Figure 7. Expression of Ral proteins in human breast cancers. Role of RalB in breast cancer invasion.

(A) Quantitative analysis of RalB protein level in patient samples of normal juxtatumural tissue (n = 298), in situ carcinoma (n = 101), invasive ductal carcinoma (n = 439) and lymph node metastasis (n = 91). Since none of the data sets passed the Shapiro-Wilk normality test, the median H-scores are displayed. Wilcoxon signed-rank tests were performed on paired (i.e. from same patient) data points: n = 73 for normal versus in situ, n = 290 for normal versus invasive, n = 63 for normal versus metastasis, n = 99 for in situ versus invasive, n = 29 for in situ versus metastasis, n = 85 for invasive versus metastasis. *p<0.05, **p<0.01, ***p<0.001, ns not-significant. (B) Quantitative analysis of RalA protein level in patient samples of normal juxtatumural tissue (n = 371), in situ carcinoma (n = 144), invasive ductal carcinoma (n = 462) and lymph node metastasis (n = 87). Since none of the data sets passed the Shapiro-Wilk normality test, the median H-scores are displayed. Wilcoxon signed-rank tests were performed on paired (i.e. from same patient) data points: n = 129 for normal versus in situ, n = 368 for normal versus invasive, n = 69 for normal versus metastasis, n = 142 for in situ versus invasive, n = 39 for in situ versus metastasis, n = 83 for invasive versus metastasis. *p<0.05, **p<0.01, ***p<0.001, ns not-significant. (C) Representative RalB immunostaining in the different breast cancer compartments. Scale bar, 250 µm. (D) Invasion of human breast cancer cells requires RalB, regardless of Ras mutational status. MDA-MB-231 cells (carrying the KRasG13D mutation) and BT549 cells (Ras wild-type) were transfected with the indicated siRNAs and subjected to Transwell invasion assay. Graph shows the mean ±SEM. Each dot represents one experiment. For statistics one-way ANOVA test was used. *p<0.05, **p<0.01, ***p<0.001. ns not-significant. Legends for figure supplements.

Figure 7.

Figure 7—figure supplement 1. Ral proteins and breast cancers.

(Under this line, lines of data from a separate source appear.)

//! Resolve command implementation.

use crate::cli::ScanArgs;
use crate::config::BootstrapConfig;
use crate::error::Result;
use crate::output::Formatter;

/// Print every resolved registry entry followed by the scan report.
pub fn execute_resolve(args: ScanArgs, formatter: &Formatter) -> Result<()> {
    let config = BootstrapConfig::from_file(&args.path)?;
    let (registry, report) = super::scan(&config);

    println!("{}", formatter.format_entries(registry.entries())?);
    println!("{}", formatter.format_report(&report)?);

    report.ensure_success()?;
    Ok(())
}
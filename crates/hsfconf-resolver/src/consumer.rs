//! Consumer field resolution
//!
//! Each field carrying consumer metadata becomes one remote endpoint
//! reference, registered under the explicit name or the field name. An
//! existing entry with that name is left alone, so rescanning never
//! duplicates references.

use crate::error::ResolveError;
use crate::merge::non_blank;
use crate::method_special::parse_method_specials;
use crate::placeholder::{NoopResolver, ValueResolver};
use hsfconf_domain::{ConsumerEndpoint, ConsumerField, EndpointDefinition, EndpointRegistry};
use std::sync::Arc;
use tracing::{debug, info};

/// What happened to a consumer field during registration
#[derive(Debug, Clone, PartialEq, Eq)]
pub enum ConsumerOutcome {
    /// A new entry was stored under this name
    Registered(String),
    /// An entry with this name already existed
    AlreadyPresent(String),
}

impl ConsumerOutcome {
    /// Entry name the field maps to
    pub fn name(&self) -> &str {
        match self {
            ConsumerOutcome::Registered(name) | ConsumerOutcome::AlreadyPresent(name) => name,
        }
    }
}

/// Builds consumer endpoint references
pub struct ConsumerResolver {
    values: Arc<dyn ValueResolver>,
}

impl ConsumerResolver {
    /// Create a resolver that takes metadata values verbatim
    pub fn new() -> Self {
        Self::with_value_resolver(Arc::new(NoopResolver))
    }

    /// Create a resolver that expands placeholders with `values`
    pub fn with_value_resolver(values: Arc<dyn ValueResolver>) -> Self {
        Self { values }
    }

    /// Registry entry name for a field
    pub fn entry_name(field: &ConsumerField) -> String {
        non_blank(field.metadata.name.clone()).unwrap_or_else(|| field.field.clone())
    }

    /// Build the reference for a field
    pub fn resolve(&self, field: &ConsumerField) -> ConsumerEndpoint {
        let metadata = &field.metadata;
        if !metadata.asyncall_methods.is_empty() {
            debug!(
                field = %field.field,
                "asyncall_methods is not supported and will be ignored"
            );
        }

        ConsumerEndpoint {
            interface_name: field.type_name.clone(),
            version: self.resolve_value(Some(metadata.version.as_str())),
            group: self.resolve_value(metadata.group.as_deref()),
            target: self.resolve_value(metadata.target.as_deref()),
            method_specials: parse_method_specials(&metadata.method_specials),
        }
    }

    /// Register the field's reference unless its name is already taken
    pub fn register<R>(
        &self,
        field: &ConsumerField,
        registry: &mut R,
    ) -> Result<ConsumerOutcome, ResolveError>
    where
        R: EndpointRegistry + ?Sized,
    {
        let name = Self::entry_name(field);
        if registry.contains(&name) {
            debug!(name = %name, "Consumer entry already registered, skipping");
            return Ok(ConsumerOutcome::AlreadyPresent(name));
        }

        let endpoint = self.resolve(field);
        debug!(
            name = %name,
            interface = %endpoint.interface_name,
            version = ?endpoint.version,
            "Resolved consumer endpoint"
        );

        let stored = registry
            .register_if_absent(&name, EndpointDefinition::Consumer(endpoint))
            .map_err(|e| ResolveError::Registry(e.to_string()))?;
        if !stored {
            return Ok(ConsumerOutcome::AlreadyPresent(name));
        }

        info!(name = %name, field = %field.field, "Registered consumer endpoint");
        Ok(ConsumerOutcome::Registered(name))
    }

    fn resolve_value(&self, raw: Option<&str>) -> Option<String> {
        non_blank(raw.map(|value| self.values.resolve(value)))
    }
}

impl Default for ConsumerResolver {
    fn default() -> Self {
        Self::new()
    }
}
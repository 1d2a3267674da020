//! Bootstrap file parsing.
//!
//! A bootstrap file declares the process-wide defaults, the property values
//! used for `${...}` placeholders, and the component manifest to scan:
//!
//! ```toml
//! [defaults]
//! service-version = "1.0.0"
//! service-group = "HSF"
//!
//! [properties]
//! "item.version" = "1.2.0"
//!
//! [[components]]
//! name = "fooImpl"
//! type_name = "com.example.FooImpl"
//! interfaces = ["com.example.Foo"]
//!
//! [components.export]
//! method_specials = ["sum:2000"]
//! ```

use crate::error::{CliError, Result};
use hsfconf_domain::{ComponentDescriptor, ComponentManifest, GlobalDefaults};
use hsfconf_resolver::PropertyResolver;
use serde::{Deserialize, Serialize};
use std::collections::{BTreeMap, HashSet};
use std::path::Path;

/// Parsed bootstrap file.
#[derive(Debug, Clone, Default, Serialize, Deserialize)]
pub struct BootstrapConfig {
    /// Global defaults applied to providers
    #[serde(default, alias = "annotation-driven")]
    pub defaults: GlobalDefaults,

    /// Property values for placeholder resolution
    #[serde(default)]
    pub properties: BTreeMap<String, String>,

    /// Components to scan, in registration order
    #[serde(default)]
    pub components: Vec<ComponentDescriptor>,
}

impl BootstrapConfig {
    /// Load and validate a bootstrap file.
    pub fn from_file<P: AsRef<Path>>(path: P) -> Result<Self> {
        let contents = std::fs::read_to_string(path)?;
        Self::from_toml(&contents)
    }

    /// Parse and validate bootstrap TOML.
    pub fn from_toml(contents: &str) -> Result<Self> {
        let config: BootstrapConfig = toml::from_str(contents)?;
        config.validate()?;
        Ok(config)
    }

    /// Check names and timeouts.
    pub fn validate(&self) -> Result<()> {
        if self.defaults.client_timeout == Some(0) {
            return Err(CliError::Config("defaults.client_timeout must be greater than 0".into()));
        }
        if self.defaults.client_idle_timeout == Some(0) {
            return Err(CliError::Config(
                "defaults.client_idle_timeout must be greater than 0".into(),
            ));
        }

        let mut seen = HashSet::new();
        for component in &self.components {
            if component.name.trim().is_empty() {
                return Err(CliError::Config(format!(
                    "Component of type '{}' has an empty name",
                    component.type_name
                )));
            }
            if !seen.insert(component.name.as_str()) {
                return Err(CliError::Config(format!(
                    "Component '{}' is declared more than once",
                    component.name
                )));
            }
            if let Some(export) = &component.export {
                if export.client_timeout == Some(0) || export.client_idle_timeout == Some(0) {
                    return Err(CliError::Config(format!(
                        "Component '{}' declares a zero timeout",
                        component.name
                    )));
                }
            }
        }
        Ok(())
    }

    /// Component manifest for scanning.
    pub fn manifest(&self) -> ComponentManifest {
        ComponentManifest {
            components: self.components.clone(),
        }
    }

    /// Placeholder resolver over the declared properties.
    pub fn value_resolver(&self) -> PropertyResolver {
        PropertyResolver::new(self.properties.clone())
    }
}
//! Binary Operators
//!
//! The operator characters the editor accepts and the codes sent to the
//! calculation service for them. Multiplication has two display forms:
//! `*` from the keyboard and `×` from the keypad button. Both go over the
//! wire as `*`.

use serde::{Deserialize, Serialize};

/// A binary arithmetic operator
#[derive(Clone, Copy, Debug, PartialEq, Eq, Hash, Serialize, Deserialize)]
pub enum Operator {
    /// `+`
    Add,
    /// `-`
    Subtract,
    /// `*` or `×`
    Multiply,
    /// `/`
    Divide,
}

impl Operator {
    /// Parse a single operator character
    #[must_use]
    pub fn from_char(c: char) -> Option<Self> {
        match c {
            '+' => Some(Self::Add),
            '-' => Some(Self::Subtract),
            '*' | '×' => Some(Self::Multiply),
            '/' => Some(Self::Divide),
            _ => None,
        }
    }

    /// Parse an operator token produced by splitting the expression buffer
    #[must_use]
    pub fn from_token(token: &str) -> Option<Self> {
        let mut chars = token.chars();
        match (chars.next(), chars.next()) {
            (Some(c), None) => Self::from_char(c),
            _ => None,
        }
    }

    /// Operation code understood by the calculation service
    #[must_use]
    pub fn wire_code(self) -> &'static str {
        match self {
            Self::Add => "+",
            Self::Subtract => "-",
            Self::Multiply => "*",
            Self::Divide => "/",
        }
    }
}

impl std::fmt::Display for Operator {
    fn fmt(&self, f: &mut std::fmt::Formatter<'_>) -> std::fmt::Result {
        f.write_str(self.wire_code())
    }
}

/// Whether `c` is one of the operator characters `+ - * / ×`
#[must_use]
pub fn is_operator(c: char) -> bool {
    Operator::from_char(c).is_some()
}

#[cfg(test)]
mod tests {
    use super::*;

    #[test]
    fn test_display_multiply_translates_to_star() {
        assert_eq!(Operator::from_char('×'), Some(Operator::Multiply));
        assert_eq!(Operator::Multiply.wire_code(), "*");
    }

    #[test]
    fn test_from_token_rejects_multi_char() {
        assert_eq!(Operator::from_token("+"), Some(Operator::Add));
        assert_eq!(Operator::from_token("×"), Some(Operator::Multiply));
        assert_eq!(Operator::from_token("++"), None);
        assert_eq!(Operator::from_token(""), None);
        assert_eq!(Operator::from_token("5"), None);
    }

    #[test]
    fn test_is_operator() {
        for c in ['+', '-', '*', '/', '×'] {
            assert!(is_operator(c), "{c} should be an operator");
        }
        for c in ['0', '9', '.', ' ', 'x', '='] {
            assert!(!is_operator(c), "{c} should not be an operator");
        }
    }
}
//! Calculation Errors
//!
//! Every failure the user can see ends up as one of these. The editor shows
//! [`CalculationError::display_message`] in the result region and clears it
//! after the error display delay.

use thiserror::Error;

/// Shown when the expression cannot be split into numeric operands
pub const INVALID_EXPRESSION_MESSAGE: &str = "Invalid expression";

/// Shown when the service rejects a calculation without saying why
pub const CALCULATION_ERROR_MESSAGE: &str = "Calculation error";

/// Shown when the calculation service cannot be reached
pub const NETWORK_ERROR_MESSAGE: &str = "Network error - please check if the server is running";

/// Shown when the startup health check fails
pub const SERVER_CONNECTION_FAILED_MESSAGE: &str = "Server connection failed";

/// Errors surfaced through the result display
#[derive(Clone, Debug, Error, PartialEq, Eq)]
pub enum CalculationError {
    /// An operand token was not numeric, or the operator was unknown
    #[error("invalid expression")]
    InvalidExpression,

    /// The service answered but reported failure
    #[error("calculation rejected: {}", message.as_deref().unwrap_or("no reason given"))]
    Rejected {
        /// Message supplied by the service, if any
        message: Option<String>,
    },

    /// The calculate endpoint could not be reached or returned garbage
    #[error("transport failure: {0}")]
    Transport(String),

    /// The health endpoint could not be reached
    #[error("health check failed: {0}")]
    Unreachable(String),
}

impl CalculationError {
    /// Build a rejection, treating an empty message as absent
    #[must_use]
    pub fn rejected(message: Option<String>) -> Self {
        Self::Rejected {
            message: message.filter(|m| !m.is_empty()),
        }
    }

    /// The text placed in the result display
    #[must_use]
    pub fn display_message(&self) -> String {
        match self {
            Self::InvalidExpression => INVALID_EXPRESSION_MESSAGE.to_string(),
            Self::Rejected { message } => message
                .clone()
                .unwrap_or_else(|| CALCULATION_ERROR_MESSAGE.to_string()),
            Self::Transport(_) => NETWORK_ERROR_MESSAGE.to_string(),
            Self::Unreachable(_) => SERVER_CONNECTION_FAILED_MESSAGE.to_string(),
        }
    }
}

Figure 7—figure supplement 1.

(A) Representative staining scores for RalB and RalA on human invasive breast carcinoma. Ral proteins are stained brown (DiAminoBenzidine) and cell nuclei are stained blue (hematoxylin). Scale bar, 250 µm. (B) RalB protein level in invasive ductal carcinoma, according to the molecular breast cancer subtypes classification. Since none of the data sets passed the Shapiro-Wilk normality test, the median H-scores are displayed. Mann-Whitney statistical tests were performed. *p<0.05, **p<0.01, ***p<0.001, ns not-significant. (C) RalA protein level in invasive ductal carcinoma, according to the molecular breast cancer subtypes classification. Since none of the data sets passed the Shapiro-Wilk normality test, the median H-scores are displayed. Mann-Whitney statistical tests were performed. *p<0.05, **p<0.01, ***p<0.001, ns not-significant. (D) Validation of RalB depletions in MDA-MB-231 and BT549 cells. Representative western blots from cell lysates of cells treated with the indicated siRNA. GAPDH is used as loading control. Quantifications of RalB depletion efficiencies, calculated as Ral/GAPDH ratio and normalized for siControl condition, are shown below the WBs.